Required work – Extract all lines in the data that contain the word "Self".

Data under study –
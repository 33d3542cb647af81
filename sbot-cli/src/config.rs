use anyhow::Result;
use std::env;

pub const DEFAULT_DATABASE_URL: &str = "sqlite://./sbot_history.db";
pub const DEFAULT_LOG_FILE: &str = "logs/sbot.log";

/// Local settings, loaded from DATABASE_URL and LOG_FILE. Slack settings live in
/// [`sbot_slack::SlackConfig`] and are only loaded when a command talks to Slack.
pub struct AppConfig {
    pub database_url: String,
    pub log_file: String,
}

impl AppConfig {
    pub fn load() -> Result<Self> {
        let database_url =
            env::var("DATABASE_URL").unwrap_or_else(|_| DEFAULT_DATABASE_URL.to_string());
        let log_file = env::var("LOG_FILE").unwrap_or_else(|_| DEFAULT_LOG_FILE.to_string());

        Ok(Self {
            database_url,
            log_file,
        })
    }
}
//! Tokenizer for message text: emoji, plain message words, channel names and the tail
//! after a leading word.

use std::sync::OnceLock;

use regex::Regex;

fn emoji_re() -> &'static Regex {
    static RE: OnceLock<Regex> = OnceLock::new();
    RE.get_or_init(|| Regex::new(r":\S+:").expect("emoji pattern is valid"))
}

fn word_re() -> &'static Regex {
    static RE: OnceLock<Regex> = OnceLock::new();
    RE.get_or_init(|| Regex::new(r"^[A-Za-z0-9#]+$").expect("word pattern is valid"))
}

fn channel_re() -> &'static Regex {
    static RE: OnceLock<Regex> = OnceLock::new();
    RE.get_or_init(|| Regex::new(r"^#?([A-Za-z0-9]+)$").expect("channel pattern is valid"))
}

/// First `:name:` token in `text`, colons included.
pub fn parse_emoji(text: &str) -> Option<&str> {
    emoji_re().find(text).map(|m| m.as_str())
}

/// Emoji name without surrounding colons; plain names pass through.
pub fn emoji_name(token: &str) -> &str {
    token.trim_matches(':')
}

/// Splits `text` into message words. `None` unless there is at least one word and every
/// word is made of ASCII letters, digits and `#`.
pub fn parse_message_words(text: &str) -> Option<Vec<&str>> {
    let words: Vec<&str> = text.split_whitespace().collect();
    if words.is_empty() || !words.iter().all(|w| word_re().is_match(w)) {
        return None;
    }
    Some(words)
}

/// Channel name from the first word of `text`, with an optional leading `#` dropped.
pub fn parse_channel_name(text: &str) -> Option<&str> {
    let (head, _) = split_head_tail(text);
    channel_re()
        .captures(head)
        .and_then(|c| c.get(1))
        .map(|m| m.as_str())
}

/// First whitespace-separated word and everything after it (leading whitespace trimmed).
pub fn split_head_tail(text: &str) -> (&str, &str) {
    let text = text.trim_start();
    match text.find(char::is_whitespace) {
        Some(idx) => (&text[..idx], text[idx..].trim_start()),
        None => (text, ""),
    }
}
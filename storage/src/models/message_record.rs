//! Message record model for persistence.
//!
//! Maps to the `messages` table and is used by MessageRepository.

use chrono::{DateTime, Utc};
use serde::{Deserialize, Serialize};
use uuid::Uuid;

#[derive(Debug, Clone, PartialEq, Serialize, Deserialize, sqlx::FromRow)]
pub struct MessageRecord {
    pub id: String,
    pub channel: String,
    pub user: String,
    pub text: String,
    pub time: DateTime<Utc>,
}

impl MessageRecord {
    /// Creates a new record with a generated UUID and current timestamp.
    pub fn new(channel: String, user: String, text: String) -> Self {
        Self::at(channel, user, text, Utc::now())
    }

    /// Creates a new record with a generated UUID at the given time.
    pub fn at(channel: String, user: String, text: String, time: DateTime<Utc>) -> Self {
        Self {
            id: Uuid::new_v4().to_string(),
            channel,
            user,
            text,
            time,
        }
    }
}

Written answer –
    pub fn load() -> Result<Self> {
        Ok(Self {
    pub fn new(channel: String, user: String, text: String) -> Self {
        Self::at(channel, user, text, Utc::now())
    pub fn at(channel: String, user: String, text: String, time: DateTime<Utc>) -> Self {
        Self {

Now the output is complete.